Joining multiple tables

Let’s take another look at joins by querying the list of users and getting the count of how many tweet’s they’ve authored that were favorited. This will require us to join twice: from user to tweet, and from tweet to favorite. We’ll add the additional requirement that users should be included who have not created any tweets, as well as users whose tweets have not been favorited. The query, expressed in SQL, would be:

  1. SELECT user.username, COUNT(favorite.id)
  2. FROM user
  3. LEFT OUTER JOIN tweet ON tweet.user_id = user.id
  4. LEFT OUTER JOIN favorite ON favorite.tweet_id = tweet.id
  5. GROUP BY user.username

Note

In the above query both joins are LEFT OUTER, since a user may not have any tweets or, if they have tweets, none of them may have been favorited.

Peewee has a concept of a join context, meaning that whenever we call the join() method, we are implicitly joining on the previously-joined model (or if this is the first call, the model we are selecting from). Since we are joining straight through, from user to tweet, then from tweet to favorite, we can simply write:

  1. query = (User
  2. .select(User.username, fn.COUNT(Favorite.id).alias('count'))
  3. .join(Tweet, JOIN.LEFT_OUTER) # Joins user -> tweet.
  4. .join(Favorite, JOIN.LEFT_OUTER) # Joins tweet -> favorite.
  5. .group_by(User.username))

Iterating over the results:

  1. >>> for user in query:
  2. ... print(user.username, user.count)
  3. ...
  4. huey 3
  5. mickey 1
  6. zaizee 0

For a more complicated example involving multiple joins and switching join contexts, let’s find all the tweets by Huey and the number of times they’ve been favorited. To do this we’ll need to perform two joins and we’ll also use an aggregate function to calculate the favorite count.

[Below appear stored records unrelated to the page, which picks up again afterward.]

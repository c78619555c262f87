// obs/reader.rs
//
// Observation diagnostic files are delimited text (tab or comma separated,
// optionally gzip compressed). Leading `#` lines hold directives:
//
//   # window_start: 2020-12-15T03:00:00Z
//   # window_end: 2020-12-15T09:00:00Z
//   MetaData/latitude	MetaData/longitude	ObsValue/brightness_temperature@3	...
//
// A column named `<Group>/<variable>@<channel>` holds one channel of a
// multichannel variable.

use std::io::{BufRead, Read, Write};
use std::path::Path;

use chrono::{DateTime, Utc};
use csv::{ReaderBuilder, Trim};
use rustc_hash::FxHashMap;
use tracing::debug;

use super::{ObsSpace, ObsVariable, CHANNEL_VARIABLE};
use crate::error::{BespinError, Result};
use crate::io::{InputStream, OutputStream};

const WINDOW_START: &str = "window_start";
const WINDOW_END: &str = "window_end";
const DATETIME_SUFFIX: &str = "dateTime";

/// Where a column's values go.
struct ColumnTarget {
    variable: usize,
    channel: Option<usize>,
}

fn parse_datetime(value: &str) -> Option<DateTime<Utc>> {
    DateTime::parse_from_rfc3339(value.trim())
        .ok()
        .map(|dt| dt.with_timezone(&Utc))
}

fn epoch_seconds(dt: &DateTime<Utc>) -> f64 {
    dt.timestamp() as f64 + f64::from(dt.timestamp_subsec_nanos()) * 1e-9
}

fn from_epoch_seconds(seconds: f64) -> Option<DateTime<Utc>> {
    let whole = seconds.floor();
    DateTime::from_timestamp(whole as i64, ((seconds - whole) * 1e9) as u32)
}

/// Parse a single cell. Date-times may be RFC3339 or epoch seconds; anything
/// else that isn't a number (including empty cells) is missing.
fn parse_cell(cell: &str, is_datetime: bool) -> f64 {
    if let Ok(v) = cell.parse::<f64>() {
        return v;
    }
    if is_datetime {
        if let Some(dt) = parse_datetime(cell) {
            return epoch_seconds(&dt);
        }
    }
    f64::NAN
}

/// Split a column header into its variable name and optional channel.
fn parse_column(header: &str) -> (String, Option<i64>) {
    if let Some((name, channel)) = header.rsplit_once('@') {
        if let Ok(channel) = channel.parse::<i64>() {
            return (name.to_string(), Some(channel));
        }
    }
    (header.to_string(), None)
}

/// Read an observation diagnostics file into an [`ObsSpace`].
pub fn read_obs(path: &Path) -> Result<ObsSpace> {
    if !path.exists() {
        return Err(BespinError::FileNotFound(path.to_path_buf()));
    }
    let invalid = |reason: String| BespinError::InvalidObs {
        path: path.to_path_buf(),
        reason,
    };

    let mut reader = InputStream::new(path).reader()?;

    // Directives, up to the header line.
    let mut directives: FxHashMap<String, String> = FxHashMap::default();
    let mut header = String::new();
    loop {
        header.clear();
        if reader.read_line(&mut header)? == 0 {
            return Err(invalid("no header line found".to_string()));
        }
        let Some(directive) = header.trim().strip_prefix('#') else {
            if header.trim().is_empty() {
                continue;
            }
            break;
        };
        if let Some((key, value)) = directive.split_once(':') {
            directives.insert(key.trim().to_string(), value.trim().to_string());
        }
    }
    let delimiter = if header.contains('\t') { b'\t' } else { b',' };

    let mut csv_reader = ReaderBuilder::new()
        .delimiter(delimiter)
        .has_headers(true)
        .comment(Some(b'#'))
        .trim(Trim::All)
        .from_reader(header.as_bytes().chain(reader));

    // Work out the variables, and the channels of multichannel ones.
    let columns: Vec<(String, Option<i64>)> = csv_reader
        .headers()?
        .iter()
        .map(parse_column)
        .collect();
    let mut channels: Vec<i64> = columns.iter().filter_map(|(_, ch)| *ch).collect();
    channels.sort_unstable();
    channels.dedup();
    let channel_index: FxHashMap<i64, usize> =
        channels.iter().enumerate().map(|(i, c)| (*c, i)).collect();

    let mut names: Vec<(String, bool)> = Vec::new();
    let mut targets = Vec::with_capacity(columns.len());
    for (name, channel) in &columns {
        let variable = match names.iter().position(|(n, _)| n == name) {
            Some(i) => {
                if names[i].1 != channel.is_some() {
                    return Err(invalid(format!(
                        "variable \"{}\" mixes single and multichannel columns",
                        name
                    )));
                }
                i
            }
            None => {
                names.push((name.clone(), channel.is_some()));
                names.len() - 1
            }
        };
        targets.push(ColumnTarget {
            variable,
            channel: channel.map(|c| channel_index[&c]),
        });
    }
    let is_datetime: Vec<bool> = names
        .iter()
        .map(|(n, _)| n.ends_with(DATETIME_SUFFIX))
        .collect();

    // Read the rows.
    let nchans = channels.len().max(1);
    let mut data: Vec<Vec<f64>> = vec![Vec::new(); names.len()];
    let mut nlocs = 0;
    for record in csv_reader.records() {
        let record = record?;
        if record.len() != targets.len() {
            return Err(invalid(format!(
                "row {} has {} fields, expected {}",
                nlocs + 1,
                record.len(),
                targets.len()
            )));
        }
        for (values, (_, multichannel)) in data.iter_mut().zip(&names) {
            let width = if *multichannel { nchans } else { 1 };
            values.resize((nlocs + 1) * width, f64::NAN);
        }
        for (cell, target) in record.iter().zip(&targets) {
            let value = parse_cell(cell, is_datetime[target.variable]);
            let slot = match target.channel {
                Some(ch) => nlocs * nchans + ch,
                None => nlocs,
            };
            data[target.variable][slot] = value;
        }
        nlocs += 1;
    }

    let mut obs = if channels.is_empty() {
        ObsSpace::new(nlocs)
    } else {
        ObsSpace::with_channels(nlocs, channels.clone())
    };
    for ((name, multichannel), values) in names.iter().zip(data) {
        let variable = ObsVariable {
            values,
            multichannel: *multichannel,
        };
        obs.insert_variable(name, variable)?;
    }

    // The obs window, from the directives or else from the observation times.
    let window = |key: &str| -> Result<Option<DateTime<Utc>>> {
        directives
            .get(key)
            .map(|v| {
                parse_datetime(v).ok_or_else(|| invalid(format!("invalid {}: \"{}\"", key, v)))
            })
            .transpose()
    };
    obs.window_start = window(WINDOW_START)?;
    obs.window_end = window(WINDOW_END)?;
    if obs.window_start.is_none() || obs.window_end.is_none() {
        let times: Vec<f64> = obs
            .names()
            .filter(|n| n.ends_with(DATETIME_SUFFIX))
            .filter_map(|n| obs.get(n))
            .flat_map(|v| v.values().iter().copied())
            .filter(|t| t.is_finite())
            .collect();
        let min = times.iter().copied().reduce(f64::min);
        let max = times.iter().copied().reduce(f64::max);
        obs.window_start = obs.window_start.or(min.and_then(from_epoch_seconds));
        obs.window_end = obs.window_end.or(max.and_then(from_epoch_seconds));
    }

    debug!(
        "read {} locations, {} channels, {} variables from {}",
        obs.nlocs(),
        channels.len(),
        names.len(),
        path.display()
    );
    Ok(obs)
}

/// Write an [`ObsSpace`] as a tab separated observation file (gzip
/// compressed if the path ends in `.gz`).
pub fn write_obs(obs: &ObsSpace, path: &Path) -> Result<()> {
    let mut writer = OutputStream::new(Some(path)).writer()?;
    if let Some(start) = obs.window_start {
        writeln!(writer, "# {}: {}", WINDOW_START, start.to_rfc3339())?;
    }
    if let Some(end) = obs.window_end {
        writeln!(writer, "# {}: {}", WINDOW_END, end.to_rfc3339())?;
    }

    let channels = obs.channels().unwrap_or(&[]);
    let nchans = obs.nchans();
    let mut columns: Vec<(String, &ObsVariable, Option<usize>)> = Vec::new();
    for name in obs.names() {
        // the channel coordinate comes back from the column names
        if name == CHANNEL_VARIABLE {
            continue;
        }
        let Some(variable) = obs.get(name) else {
            continue;
        };
        if variable.is_multichannel() {
            for (i, ch) in channels.iter().enumerate() {
                columns.push((format!("{}@{}", name, ch), variable, Some(i)));
            }
        } else {
            columns.push((name.to_string(), variable, None));
        }
    }

    let header: Vec<&str> = columns.iter().map(|(n, _, _)| n.as_str()).collect();
    writeln!(writer, "{}", header.join("\t"))?;
    let mut line = String::new();
    for loc in 0..obs.nlocs() {
        line.clear();
        for (i, (_, variable, channel)) in columns.iter().enumerate() {
            if i > 0 {
                line.push('\t');
            }
            let value = match channel {
                Some(ch) => variable.values()[loc * nchans + ch],
                None => variable.values()[loc],
            };
            // missing values are empty cells, infinities are "inf"/"-inf"
            if !value.is_nan() {
                line.push_str(&value.to_string());
            }
        }
        writeln!(writer, "{}", line)?;
    }
    writer.flush()?;
    Ok(())
}

#[cfg(test)]
mod tests {
    use super::*;
    use crate::test_utils::test_utils::TestDir;
    use std::fs;

    #[test]
    fn test_read_single_channel() {
        let test_dir = TestDir::new("obs_read_single").expect("Failed to create test dir");
        let path = test_dir.path().join("sondes.tsv");
        fs::write(
            &path,
            "# window_start: 2020-12-15T03:00:00Z\n\
             # window_end: 2020-12-15T09:00:00Z\n\
             MetaData/latitude\tMetaData/longitude\tObsValue/air_temperature\tombg/air_temperature\n\
             10.0\t-20.0\t280.5\t0.5\n\
             -45.5\t200.0\t\t-1.0\n",
        )
        .unwrap();

        let obs = read_obs(&path).unwrap();
        assert_eq!(obs.nlocs(), 2);
        assert!(obs.channels().is_none());
        assert_eq!(
            obs.get("MetaData/longitude").unwrap().values(),
            &[-20.0, 200.0]
        );
        let t = obs.get("ObsValue/air_temperature").unwrap().values();
        assert_eq!(t[0], 280.5);
        assert!(t[1].is_nan());
        assert_eq!(
            obs.window_start.unwrap().to_rfc3339(),
            "2020-12-15T03:00:00+00:00"
        );
    }

    #[test]
    fn test_read_multichannel_csv() {
        let test_dir = TestDir::new("obs_read_multi").expect("Failed to create test dir");
        let path = test_dir.path().join("amsua.csv");
        fs::write(
            &path,
            "MetaData/latitude,MetaData/dateTime,ObsValue/brightness_temperature@5,ObsValue/brightness_temperature@3\n\
             1.0,2020-12-15T03:00:00Z,250.0,230.0\n\
             2.0,2020-12-15T04:00:00Z,251.0,231.0\n",
        )
        .unwrap();

        let obs = read_obs(&path).unwrap();
        assert_eq!(obs.channels(), Some(&[3i64, 5][..]));
        let bt = obs.get("ObsValue/brightness_temperature").unwrap();
        assert!(bt.is_multichannel());
        // channel 3 first
        assert_eq!(bt.values(), &[230.0, 250.0, 231.0, 251.0]);

        // window taken from the observation times
        assert_eq!(
            obs.window_start.unwrap().to_rfc3339(),
            "2020-12-15T03:00:00+00:00"
        );
        assert_eq!(
            obs.window_end.unwrap().to_rfc3339(),
            "2020-12-15T04:00:00+00:00"
        );
    }

    #[test]
    fn test_read_missing_file() {
        let err = read_obs(Path::new("/nonexistent/obs.tsv")).unwrap_err();
        assert!(matches!(err, BespinError::FileNotFound(_)));
    }

    #[test]
    fn test_write_read_gzip() {
        let test_dir = TestDir::new("obs_write_gzip").expect("Failed to create test dir");
        let path = test_dir.path().join("obs.tsv.gz");

        let mut obs = ObsSpace::with_channels(2, vec![7, 9]);
        obs.insert("MetaData/latitude", vec![1.0, 2.0]).unwrap();
        obs.insert_multichannel("ombg/brightness_temperature", vec![0.5, f64::NAN, 1.5, 2.5])
            .unwrap();
        write_obs(&obs, &path).unwrap();

        let read = read_obs(&path).unwrap();
        assert_eq!(read.channels(), Some(&[7i64, 9][..]));
        let values = read.get("ombg/brightness_temperature").unwrap().values();
        assert_eq!(values[0], 0.5);
        assert!(values[1].is_nan());
        assert_eq!(values[3], 2.5);
    }

    #[test]
    fn test_write_read_infinite() {
        let test_dir = TestDir::new("obs_write_inf").expect("Failed to create test dir");
        let path = test_dir.path().join("obs.tsv");

        let mut obs = ObsSpace::new(3);
        obs.insert("MetaData/latitude", vec![1.0, 2.0, 3.0]).unwrap();
        obs.insert("ombg/t", vec![f64::INFINITY, f64::NEG_INFINITY, f64::NAN])
            .unwrap();
        write_obs(&obs, &path).unwrap();
        let contents = fs::read_to_string(&path).unwrap();
        assert!(contents.contains("1\tinf\n2\t-inf\n3\t\n"));

        let values = read_obs(&path).unwrap().get("ombg/t").unwrap().values().to_vec();
        assert_eq!(values[0], f64::INFINITY);
        assert_eq!(values[1], f64::NEG_INFINITY);
        assert!(values[2].is_nan());
    }
}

Here is how we would write this query in SQL:

  1. SELECT tweet.content, COUNT(favorite.id)
  2. FROM tweet
  3. INNER JOIN user ON tweet.user_id = user.id
  4. LEFT OUTER JOIN favorite ON favorite.tweet_id = tweet.id
  5. WHERE user.username = 'huey'
  6. GROUP BY tweet.content;

Note

We use a LEFT OUTER join from tweet to favorite since a tweet may not have any favorites, yet we still wish to display it’s content (along with a count of zero) in the result set.

With Peewee, the resulting Python code looks very similar to what we would write in SQL:

  1. query = (Tweet
  2. .select(Tweet.content, fn.COUNT(Favorite.id).alias('count'))
  3. .join(User) # Join from tweet -> user.
  4. .switch(Tweet) # Move "join context" back to tweet.
  5. .join(Favorite, JOIN.LEFT_OUTER) # Join from tweet -> favorite.
  6. .where(User.username == 'huey')
  7. .group_by(Tweet.content))

Note the call to switch() - that instructs Peewee to set the join context back to Tweet. If we had omitted the explicit call to switch, Peewee would have used User (the last model we joined) as the join context and constructed the join from User to Favorite using the Favorite.user foreign-key, which would have given us incorrect results.

If we wanted to omit the join-context switching we could instead use the join_from() method. The following query is equivalent to the previous one:

  1. query = (Tweet
  2. .select(Tweet.content, fn.COUNT(Favorite.id).alias('count'))
  3. .join_from(Tweet, User) # Join tweet -> user.
  4. .join_from(Tweet, Favorite, JOIN.LEFT_OUTER) # Join tweet -> favorite.
  5. .where(User.username == 'huey')
  6. .group_by(Tweet.content))

We can iterate over the results of the above query to print the tweet’s content and the favorite count:

  1. >>> for tweet in query:
  2. ... print('%s favorited %d times' % (tweet.content, tweet.count))
  3. ...
  4. meow favorited 1 times
  5. hiss favorited 0 times
  6. purr favorited 2 times